Graduation Date
12-2018
Document Type
Master's Thesis
Degree Name
Master of Science
Department or Program
Biological Sciences
Department or Program Chair
Meredith Protas, PhD
First Reader
Manuel Lopez, PhD
Second Reader
Kristylea Ojeda, PhD
Abstract
Cyclodextrin (CD) is a cyclic oligosaccharide that has common use clinically as an excipient for drug stability and enhanced delivery. Currently, a highly soluble CD, hydroxypropyl-β-cyclodextrin (HP-bCD), is in phase 2b/3 clinical trials to treat patients with Niemann-Pick Type C disease (NPC). NPC is a lysosomal storage disorder where cholesterol is depleted from the cell membrane, yet it accumulates in the lysosomes/late endosomes along with other lipids and sterols.
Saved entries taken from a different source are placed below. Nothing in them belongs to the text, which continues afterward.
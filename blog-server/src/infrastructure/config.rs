//! Process configuration.
//!
//! Built once at start-up from environment variables and handed by reference
//! to whatever needs it. `APP_ENV` picks the defaults: `local` mirrors a
//! developer machine (file-backed SQLite, open CORS, assets on disk) while
//! `production` insists on explicit secrets, origins and object storage.

use anyhow::{anyhow, bail, Context, Result};
use std::fmt;
use std::path::PathBuf;
use std::str::FromStr;

const DEV_JWT_SECRET: &str = "local-development-secret-do-not-use-in-production";

#[derive(Debug, Clone, Copy, PartialEq, Eq)]
pub enum Environment {
    Local,
    Production,
}

impl FromStr for Environment {
    type Err = anyhow::Error;

    fn from_str(s: &str) -> Result<Self> {
        match s.trim().to_ascii_lowercase().as_str() {
            "local" | "dev" | "development" => Ok(Self::Local),
            "production" | "prod" => Ok(Self::Production),
            other => Err(anyhow!("unknown APP_ENV '{}'", other)),
        }
    }
}

#[derive(Debug, Clone, PartialEq, Eq)]
pub enum CorsPolicy {
    AllowAll,
    Origins(Vec<String>),
}

impl CorsPolicy {
    fn parse(raw: &str) -> Self {
        let origins: Vec<String> = raw
            .split(',')
            .map(|s| s.trim())
            .filter(|s| !s.is_empty())
            .map(str::to_string)
            .collect();

        if origins.iter().any(|o| o == "*") {
            Self::AllowAll
        } else {
            Self::Origins(origins)
        }
    }
}

/// Who may delete a blog.
#[derive(Debug, Clone, Copy, PartialEq, Eq, Default)]
pub enum DeletePolicy {
    /// Any authenticated user.
    #[default]
    AnyAuthenticated,
    /// Only the user who created the blog.
    OwnerOnly,
}

impl FromStr for DeletePolicy {
    type Err = anyhow::Error;

    fn from_str(s: &str) -> Result<Self> {
        match s.trim().to_ascii_lowercase().as_str() {
            "authenticated" | "any" => Ok(Self::AnyAuthenticated),
            "owner" | "owner_only" => Ok(Self::OwnerOnly),
            other => Err(anyhow!("unknown BLOG_DELETE_POLICY '{}'", other)),
        }
    }
}

#[derive(Clone, PartialEq, Eq)]
pub struct S3Config {
    pub bucket: String,
    pub region: String,
    pub access_key_id: String,
    pub secret_access_key: String,
    pub custom_domain: String,
    pub endpoint_url: Option<String>,
    pub media_location: String,
    pub static_location: String,
    pub cache_control: String,
}

impl fmt::Debug for S3Config {
    fn fmt(&self, f: &mut fmt::Formatter<'_>) -> fmt::Result {
        f.debug_struct("S3Config")
            .field("bucket", &self.bucket)
            .field("region", &self.region)
            .field("access_key_id", &"***")
            .field("secret_access_key", &"***")
            .field("custom_domain", &self.custom_domain)
            .field("endpoint_url", &self.endpoint_url)
            .field("media_location", &self.media_location)
            .field("static_location", &self.static_location)
            .field("cache_control", &self.cache_control)
            .finish()
    }
}

/// Directory and public URL prefix for one class of assets on local disk.
#[derive(Debug, Clone, PartialEq, Eq)]
pub struct LocalDir {
    pub root: PathBuf,
    pub base_url: String,
}

#[derive(Debug, Clone, PartialEq, Eq)]
pub enum StorageConfig {
    Local { media: LocalDir, static_files: LocalDir },
    S3(S3Config),
}

#[derive(Clone)]
pub struct AppConfig {
    pub environment: Environment,
    pub http_addr: String,
    pub database_url: String,
    pub database_max_connections: u32,
    pub jwt_secret: String,
    pub token_ttl_hours: i64,
    pub page_size: i64,
    pub delete_policy: DeletePolicy,
    pub max_upload_bytes: usize,
    pub cors: CorsPolicy,
    pub storage: StorageConfig,
}

impl fmt::Debug for AppConfig {
    fn fmt(&self, f: &mut fmt::Formatter<'_>) -> fmt::Result {
        f.debug_struct("AppConfig")
            .field("environment", &self.environment)
            .field("http_addr", &self.http_addr)
            .field("database_url", &self.database_url)
            .field("database_max_connections", &self.database_max_connections)
            .field("jwt_secret", &"***")
            .field("token_ttl_hours", &self.token_ttl_hours)
            .field("page_size", &self.page_size)
            .field("delete_policy", &self.delete_policy)
            .field("max_upload_bytes", &self.max_upload_bytes)
            .field("cors", &self.cors)
            .field("storage", &self.storage)
            .finish()
    }
}

impl AppConfig {
    /// Reads the process environment. Call `dotenvy::dotenv()` first to pick up `.env`.
    pub fn from_env() -> Result<Self> {
        Self::from_lookup(|key| std::env::var(key).ok())
    }

    /// Builds the configuration from an arbitrary key lookup.
    pub fn from_lookup<F>(lookup: F) -> Result<Self>
    where
        F: Fn(&str) -> Option<String>,
    {
        let get = |key: &str| lookup(key).filter(|v| !v.trim().is_empty());

        let environment = match get("APP_ENV") {
            Some(raw) => raw.parse()?,
            None => Environment::Local,
        };
        let production = environment == Environment::Production;

        let require = |key: &str| -> Result<String> {
            get(key).ok_or_else(|| anyhow!("{} must be set", key))
        };

        let host = get("HTTP_HOST").unwrap_or_else(|| "0.0.0.0".to_string());
        let port: u16 = parse_or(&get, "HTTP_PORT", 3000)?;

        let database_url = if production {
            require("DATABASE_URL")?
        } else {
            get("DATABASE_URL").unwrap_or_else(|| "sqlite://db.sqlite3?mode=rwc".to_string())
        };

        let jwt_secret = match get("JWT_SECRET") {
            Some(secret) => secret,
            None if production => bail!("JWT_SECRET must be set"),
            None => {
                tracing::warn!("JWT_SECRET not set, using the built-in development secret");
                DEV_JWT_SECRET.to_string()
            }
        };

        let token_ttl_hours: i64 = parse_or(&get, "TOKEN_TTL_HOURS", 10)?;
        if token_ttl_hours <= 0 {
            bail!("TOKEN_TTL_HOURS must be positive");
        }

        let page_size: i64 = parse_or(&get, "PAGE_SIZE", 3)?;
        if page_size <= 0 {
            bail!("PAGE_SIZE must be positive");
        }

        let delete_policy = match get("BLOG_DELETE_POLICY") {
            Some(raw) => raw.parse()?,
            None => DeletePolicy::default(),
        };

        let cors = match get("CORS_ALLOWED_ORIGINS") {
            Some(raw) => CorsPolicy::parse(&raw),
            None if production => bail!("CORS_ALLOWED_ORIGINS must be set"),
            None => CorsPolicy::AllowAll,
        };

        let backend = get("STORAGE_BACKEND").unwrap_or_else(|| {
            if production { "s3" } else { "local" }.to_string()
        });
        let storage = match backend.trim().to_ascii_lowercase().as_str() {
            "local" => StorageConfig::Local {
                media: LocalDir {
                    root: PathBuf::from(get("MEDIA_ROOT").unwrap_or_else(|| "media".to_string())),
                    base_url: get("MEDIA_URL").unwrap_or_else(|| "/media/".to_string()),
                },
                static_files: LocalDir {
                    root: PathBuf::from(
                        get("STATIC_ROOT").unwrap_or_else(|| "static".to_string()),
                    ),
                    base_url: get("STATIC_URL").unwrap_or_else(|| "/static/".to_string()),
                },
            },
            "s3" => {
                let bucket = require("AWS_STORAGE_BUCKET_NAME")?;
                let custom_domain = get("AWS_S3_CUSTOM_DOMAIN")
                    .unwrap_or_else(|| format!("{}.s3.amazonaws.com", bucket));
                StorageConfig::S3(S3Config {
                    region: get("AWS_S3_REGION").unwrap_or_else(|| "us-east-1".to_string()),
                    access_key_id: require("AWS_ACCESS_KEY_ID")?,
                    secret_access_key: require("AWS_SECRET_ACCESS_KEY")?,
                    endpoint_url: get("AWS_S3_ENDPOINT_URL"),
                    media_location: get("AWS_MEDIA_LOCATION")
                        .map(|l| l.trim_matches('/').to_string())
                        .unwrap_or_else(|| "media".to_string()),
                    static_location: get("AWS_LOCATION")
                        .map(|l| l.trim_matches('/').to_string())
                        .unwrap_or_else(|| "static".to_string()),
                    cache_control: "max-age=86400".to_string(),
                    bucket,
                    custom_domain,
                })
            }
            other => bail!("unknown STORAGE_BACKEND '{}'", other),
        };

        Ok(Self {
            environment,
            http_addr: format!("{}:{}", host, port),
            database_url,
            database_max_connections: parse_or(&get, "DATABASE_MAX_CONNECTIONS", 5)?,
            jwt_secret,
            token_ttl_hours,
            page_size,
            delete_policy,
            max_upload_bytes: parse_or(&get, "MEDIA_MAX_UPLOAD_BYTES", 10 * 1024 * 1024)?,
            cors,
            storage,
        })
    }
}

fn parse_or<T, G>(get: &G, key: &str, default: T) -> Result<T>
where
    T: FromStr,
    T::Err: std::error::Error + Send + Sync + 'static,
    G: Fn(&str) -> Option<String>,
{
    match get(key) {
        Some(raw) => raw
            .trim()
            .parse()
            .with_context(|| format!("invalid value for {}: '{}'", key, raw)),
        None => Ok(default),
    }
}
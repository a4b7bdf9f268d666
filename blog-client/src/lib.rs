//! Async client for the blog HTTP API.

pub mod error;
pub mod http_client;
pub mod models;

pub use error::BlogClientError;
pub use http_client::BlogClient;
use assert_cmd::Command;
use httpmock::prelude::*;
use predicates::prelude::*;
use tempfile::TempDir;

fn cli() -> Command {
    let mut cmd = Command::cargo_bin("blog-cli").unwrap();
    cmd.env_remove("BLOG_SERVER");
    cmd
}

#[test]
fn help_lists_commands() {
    cli()
        .arg("--help")
        .assert()
        .success()
        .stdout(predicate::str::contains("register"))
        .stdout(predicate::str::contains("login"))
        .stdout(predicate::str::contains("create"))
        .stdout(predicate::str::contains("delete"))
        .stdout(predicate::str::contains("upload"));
}

#[test]
fn status_without_token_file() {
    let dir = TempDir::new().unwrap();
    let token_file = dir.path().join("token");

    cli()
        .arg("--token-file")
        .arg(&token_file)
        .arg("status")
        .assert()
        .success()
        .stdout(predicate::str::contains("No token found"));
}

#[test]
fn status_shows_saved_token() {
    let dir = TempDir::new().unwrap();
    let token_file = dir.path().join("token");
    std::fs::write(&token_file, "short-token\n").unwrap();

    cli()
        .arg("--token-file")
        .arg(&token_file)
        .arg("status")
        .assert()
        .success()
        .stdout(predicate::str::contains("short-token"))
        .stdout(predicate::str::contains("Length: 11 characters"));
}

#[test]
fn create_fails_when_server_is_unreachable() {
    let dir = TempDir::new().unwrap();
    let token_file = dir.path().join("token");

    cli()
        .args(["--server", "http://127.0.0.1:9"])
        .arg("--token-file")
        .arg(&token_file)
        .args(["create", "--title", "Hello", "--description", "World"])
        .assert()
        .failure()
        .stdout(predicate::str::contains("Error"));
}

#[test]
fn create_requires_a_title() {
    cli()
        .args(["create", "--description", "World"])
        .assert()
        .failure()
        .stderr(predicate::str::contains("--title"));
}

#[test]
fn logout_with_revoked_token_still_clears_it() {
    let server = MockServer::start();
    let logout = server.mock(|when, then| {
        when.method(POST)
            .path("/api/auth/logout")
            .header("authorization", "Bearer stale-token");
        then.status(401)
            .header("www-authenticate", "Bearer")
            .body("");
    });

    let dir = TempDir::new().unwrap();
    let token_file = dir.path().join("token");
    std::fs::write(&token_file, "stale-token").unwrap();

    cli()
        .args(["--server", &server.base_url()])
        .arg("--token-file")
        .arg(&token_file)
        .arg("logout")
        .assert()
        .success()
        .stdout(predicate::str::contains("already invalid"));

    logout.assert();
    assert!(!token_file.exists());
}

#[test]
fn logout_keeps_token_when_server_fails() {
    let server = MockServer::start();
    server.mock(|when, then| {
        when.method(POST).path("/api/auth/logout");
        then.status(500).body("boom");
    });

    let dir = TempDir::new().unwrap();
    let token_file = dir.path().join("token");
    std::fs::write(&token_file, "good-token").unwrap();

    cli()
        .args(["--server", &server.base_url()])
        .arg("--token-file")
        .arg(&token_file)
        .arg("logout")
        .assert()
        .failure();

    assert!(token_file.exists());
}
We have engineered a variety of functionalized versions of bCD to trace its function within the cell and improve upon its therapeutic performance. The modified bCDs have aided in demonstrating bCD cellular internalization and localization to the NPC1 late endosomal/lysosomal compartment. Filipin staining for free cholesterol accumulation and bCD mass spectrometry analysis suggest that the rate of intracellular uptake of bCD is limited by the concentration of bCD on the exterior of the cell. The amount of storage reduction seen in NPC cells is in turn dependent on the internal cellular concentration of bCD. Thus, bCDs designed for enhanced membrane or receptor mediated uptake were more potent at reducing cholesterol storage in a NPC1 null cell line.